OSINTで大切なのは「読む力」サイバーセキュリティ関連のニュースが流れない日はない。重大なインシデントが報道されれば、経営陣などからセキュリティ担当者に「うちは大丈夫か」と問い合わせが飛んでくる。
ニュースなどの一般公開情報を分析するOSINTの必要性を神谷が痛感したのは、こうした問い合わせへの対応を繰り返すなかでだった。
「経営判断に役立つしっかりした回答を、信頼できる一次情報をもとに行うには、普段から相当量の一次情報を収集・分析して蓄積しておく必要があります。でなければ、朝ニュースでインシデントを知った経営層に対して、経営判断を行うために必要な情報を午後一番に提供することは、とてもできません」
神谷が率いるOSINTチームの1日は、毎朝のミーティングから本格的に始まる。メールの確認などを済ませ、9時半になるとミーティングの開始時刻だ。その日の議題や業務連絡を片付けた後は、毎日数十分をかけて行う「レビュー」の時間が待っている。
レビュー(論評・精査)にかけられるのは、OSINTチームの各メンバーが用意したドキュメントだ。約10名のメンバー全員が、前日午後に収集・チェックしたニュース記事などの公開情報の中から重要と判断した情報をピックアップし、事実を整理・分析してドキュメントにまとめてくる。
神谷自身が1日にチェックするのは、海外のニュースメディアなど30程度の情報ソース。OSINTのメンバー各自が日々、膨大な公開情報に目を通しているが、大切なのは「読む力」だという。

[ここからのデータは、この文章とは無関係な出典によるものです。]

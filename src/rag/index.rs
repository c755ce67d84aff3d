//! Exact (flat) L2 nearest-neighbour index over clause embeddings.
//!
//! Row `i` of the index is the embedding of the clause at position `i`.
//!
//! Binary layout (little-endian):
//!
//! | field        | size                 |
//! |--------------|----------------------|
//! | magic `CLIX` | 4                    |
//! | version      | u16                  |
//! | dimensions   | u32                  |
//! | rows         | u32                  |
//! | model length | u32                  |
//! | model name   | model length (UTF-8) |
//! | vectors      | rows × dims × f32    |
//! | sha256       | 32 (of all preceding)|

use sha2::{Digest, Sha256};

use super::types::SearchHit;
use crate::error::{RagError, Result};

const MAGIC: &[u8; 4] = b"CLIX";
const FORMAT_VERSION: u16 = 1;
const CHECKSUM_LEN: usize = 32;

#[derive(Debug, Clone, PartialEq)]
pub struct FlatIndex {
    model: String,
    dimensions: usize,
    data: Vec<f32>,
}

impl FlatIndex {
    pub fn new(model: &str, dimensions: usize) -> Self {
        Self {
            model: model.to_string(),
            dimensions,
            data: Vec::new(),
        }
    }

    /// Build an index from embeddings in clause order.
    pub fn build(model: &str, dimensions: usize, embeddings: Vec<Vec<f32>>) -> Result<Self> {
        let mut index = Self::new(model, dimensions);
        index.data.reserve(embeddings.len() * dimensions);
        for vector in embeddings {
            index.add(&vector)?;
        }
        Ok(index)
    }

    pub fn add(&mut self, vector: &[f32]) -> Result<()> {
        if self.dimensions == 0 || vector.len() != self.dimensions {
            return Err(RagError::DimensionMismatch {
                expected: self.dimensions,
                actual: vector.len(),
            });
        }
        self.data.extend_from_slice(vector);
        Ok(())
    }

    pub fn len(&self) -> usize {
        if self.dimensions == 0 {
            0
        } else {
            self.data.len() / self.dimensions
        }
    }

    pub fn is_empty(&self) -> bool {
        self.data.is_empty()
    }

    pub fn dimensions(&self) -> usize {
        self.dimensions
    }

    /// Embedding model the vectors were produced with.
    pub fn model(&self) -> &str {
        &self.model
    }

    pub fn vector(&self, position: usize) -> Option<&[f32]> {
        let start = position.checked_mul(self.dimensions)?;
        self.data.get(start..start + self.dimensions)
    }

    /// Exact k-nearest-neighbour search.
    ///
    /// Results are ordered by ascending distance, ties by ascending position.
    /// `k` larger than the index is clamped; an empty index yields no hits.
    pub fn search(&self, query: &[f32], k: usize) -> Result<Vec<SearchHit>> {
        if self.is_empty() || k == 0 {
            return Ok(Vec::new());
        }
        if query.len() != self.dimensions {
            return Err(RagError::DimensionMismatch {
                expected: self.dimensions,
                actual: query.len(),
            });
        }

        let mut hits: Vec<SearchHit> = self
            .data
            .chunks_exact(self.dimensions)
            .enumerate()
            .map(|(position, row)| SearchHit {
                position,
                distance: squared_l2(query, row),
            })
            .collect();

        hits.sort_by(|a, b| {
            a.distance
                .total_cmp(&b.distance)
                .then(a.position.cmp(&b.position))
        });
        hits.truncate(k.min(self.len()));
        Ok(hits)
    }

    pub fn serialize(&self) -> Vec<u8> {
        let model = self.model.as_bytes();
        let mut bytes =
            Vec::with_capacity(18 + model.len() + self.data.len() * 4 + CHECKSUM_LEN);

        bytes.extend_from_slice(MAGIC);
        bytes.extend_from_slice(&FORMAT_VERSION.to_le_bytes());
        bytes.extend_from_slice(&(self.dimensions as u32).to_le_bytes());
        bytes.extend_from_slice(&(self.len() as u32).to_le_bytes());
        bytes.extend_from_slice(&(model.len() as u32).to_le_bytes());
        bytes.extend_from_slice(model);
        for value in &self.data {
            bytes.extend_from_slice(&value.to_le_bytes());
        }

        let checksum = Sha256::digest(&bytes);
        bytes.extend_from_slice(&checksum);
        bytes
    }

    pub fn deserialize(bytes: &[u8]) -> Result<Self> {
        if bytes.len() < MAGIC.len() + CHECKSUM_LEN {
            return Err(corrupt("buffer too short"));
        }
        let (body, checksum) = bytes.split_at(bytes.len() - CHECKSUM_LEN);
        if Sha256::digest(body).as_slice() != checksum {
            return Err(corrupt("checksum mismatch"));
        }

        let mut reader = ByteReader::new(body);
        if reader.take(MAGIC.len())? != MAGIC {
            return Err(corrupt("bad magic"));
        }
        let version = reader.read_u16()?;
        if version != FORMAT_VERSION {
            return Err(corrupt(&format!("unsupported format version {}", version)));
        }
        let dimensions = reader.read_u32()? as usize;
        let rows = reader.read_u32()? as usize;
        let model_len = reader.read_u32()? as usize;
        let model = std::str::from_utf8(reader.take(model_len)?)
            .map_err(|_| corrupt("model name is not UTF-8"))?
            .to_string();

        if rows > 0 && dimensions == 0 {
            return Err(corrupt("rows present with zero dimensions"));
        }
        let values = rows
            .checked_mul(dimensions)
            .ok_or_else(|| corrupt("row count overflow"))?;
        let raw = reader.take(
            values
                .checked_mul(4)
                .ok_or_else(|| corrupt("row count overflow"))?,
        )?;
        if !reader.is_exhausted() {
            return Err(corrupt("trailing bytes"));
        }

        let data = raw
            .chunks_exact(4)
            .map(|chunk| f32::from_le_bytes([chunk[0], chunk[1], chunk[2], chunk[3]]))
            .collect();

        Ok(Self {
            model,
            dimensions,
            data,
        })
    }
}

fn squared_l2(a: &[f32], b: &[f32]) -> f32 {
    a.iter()
        .zip(b.iter())
        .map(|(x, y)| {
            let d = x - y;
            d * d
        })
        .sum()
}

fn corrupt(message: &str) -> RagError {
    RagError::IndexCorrupt(message.to_string())
}

struct ByteReader<'a> {
    bytes: &'a [u8],
    offset: usize,
}

impl<'a> ByteReader<'a> {
    fn new(bytes: &'a [u8]) -> Self {
        Self { bytes, offset: 0 }
    }

    fn take(&mut self, len: usize) -> Result<&'a [u8]> {
        let end = self
            .offset
            .checked_add(len)
            .filter(|end| *end <= self.bytes.len())
            .ok_or_else(|| corrupt("unexpected end of data"))?;
        let slice = &self.bytes[self.offset..end];
        self.offset = end;
        Ok(slice)
    }

    fn read_u16(&mut self) -> Result<u16> {
        let b = self.take(2)?;
        Ok(u16::from_le_bytes([b[0], b[1]]))
    }

    fn read_u32(&mut self) -> Result<u32> {
        let b = self.take(4)?;
        Ok(u32::from_le_bytes([b[0], b[1], b[2], b[3]]))
    }

    fn is_exhausted(&self) -> bool {
        self.offset == self.bytes.len()
    }
}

「情報を“読む”ためには、そのバックグラウンドを理解している必要があります。例えば、GDPR(EU一般データ保護規則)の記事を理解するためには、どんな議論が人権をめぐり行われているのか、どういった組織が人権に関してコンシャスになっているのか、人権や自由な言論のために活動しているカナダ・トロント大学のシチズンラボや米国に本部を置くEFF(電子フロンティア財団)はどういった組織なのかといった知識が求められます」
そのニュースの出所はどこなのか、一次情報の確認によるファクトチェックも重要である。
OSINTのメンバーが毎日書くドキュメントは、レビュー後にデータベースへ格納される。このメンバー各自の知識とファクトチェックに裏打ちされた事実の連なりをベースに、「いま何が起きているのか」を月次・年次のレポートとして執筆・配信するとともに、経営判断に資するインテリジェンスを迅速に提供するのが、OSINTチームの役割である。
神谷は、OSINTチームの仕事を「定点観測」と呼ぶ。膨大な一般公開情報を定点観測することで、初めて浮かび上がるインテリジェンスがある。OSINTは元々、国家安全保障の世界で使われていた情報分析手法だ。
セキュリティ組織の人間は可哀そうすぎるNTT-CERTへの加入前、神谷はブロードバンドサービス向けシステム開発のプロジェクトマネージャーなどをしていた。つまり、セキュリティ担当者から、セキュリティ上の問題点や懸念点を指摘される側だった。
「もっと言い方があるだろ、などとムカついていました(笑)。セキュリティが嫌いというより、セキュリティ組織の人間が嫌いでした」
そんな神谷にセキュリティ組織であるNTT-CERTへの異動の辞令が出る。「堪らんな…」。神谷は最初そう落胆したという。